- TASK OBJECTIVE
Lines holding the word "CompanyWriter" in the material below: count them and write the number alone.

- SUPPLIED INFORMATION

++++

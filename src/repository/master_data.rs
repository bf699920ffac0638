//! Companies, locations and products.

use crate::domain::company::{Company, CompanyRequest};
use crate::domain::location::{Location, LocationRequest};
use crate::domain::product::{Product, ProductRequest};
use crate::domain::types::{CompanyId, LocationId, ProductId};
use crate::repository::errors::RepositoryResult;
use crate::repository::{
    BackendRepository, CompanyReader, CompanyWriter, LocationReader, LocationWriter,
    ProductReader, ProductWriter,
};

impl CompanyReader for BackendRepository {
    async fn list_companies(&self) -> RepositoryResult<Vec<Company>> {
        self.get("/companies").await
    }

    async fn get_company_by_id(&self, id: CompanyId) -> RepositoryResult<Option<Company>> {
        self.find(&format!("/companies/{id}")).await
    }
}

impl CompanyWriter for BackendRepository {
    async fn create_company(&self, request: &CompanyRequest) -> RepositoryResult<Company> {
        self.post("/companies", request).await
    }

    async fn update_company(
        &self,
        id: CompanyId,
        request: &CompanyRequest,
    ) -> RepositoryResult<Company> {
        self.put(&format!("/companies/{id}"), request).await
    }

    async fn delete_company(&self, id: CompanyId) -> RepositoryResult<()> {
        self.delete(&format!("/companies/{id}")).await
    }
}

impl LocationReader for BackendRepository {
    async fn list_locations(&self) -> RepositoryResult<Vec<Location>> {
        self.get("/locations").await
    }

    async fn get_location_by_id(&self, id: LocationId) -> RepositoryResult<Option<Location>> {
        self.find(&format!("/locations/{id}")).await
    }
}

impl LocationWriter for BackendRepository {
    async fn create_location(&self, request: &LocationRequest) -> RepositoryResult<Location> {
        self.post("/locations", request).await
    }

    async fn update_location(
        &self,
        id: LocationId,
        request: &LocationRequest,
    ) -> RepositoryResult<Location> {
        self.put(&format!("/locations/{id}"), request).await
    }

    async fn delete_location(&self, id: LocationId) -> RepositoryResult<()> {
        self.delete(&format!("/locations/{id}")).await
    }
}

impl ProductReader for BackendRepository {
    async fn list_products(&self) -> RepositoryResult<Vec<Product>> {
        self.get("/products").await
    }

    async fn get_product_by_id(&self, id: ProductId) -> RepositoryResult<Option<Product>> {
        self.find(&format!("/products/{id}")).await
    }
}

impl ProductWriter for BackendRepository {
    async fn create_product(&self, request: &ProductRequest) -> RepositoryResult<Product> {
        self.post("/products", request).await
    }

    async fn update_product(
        &self,
        id: ProductId,
        request: &ProductRequest,
    ) -> RepositoryResult<Product> {
        self.put(&format!("/products/{id}"), request).await
    }

    async fn delete_product(&self, id: ProductId) -> RepositoryResult<()> {
        self.delete(&format!("/products/{id}")).await
    }
}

++++

- RESULT OF THIS EXERCISE
2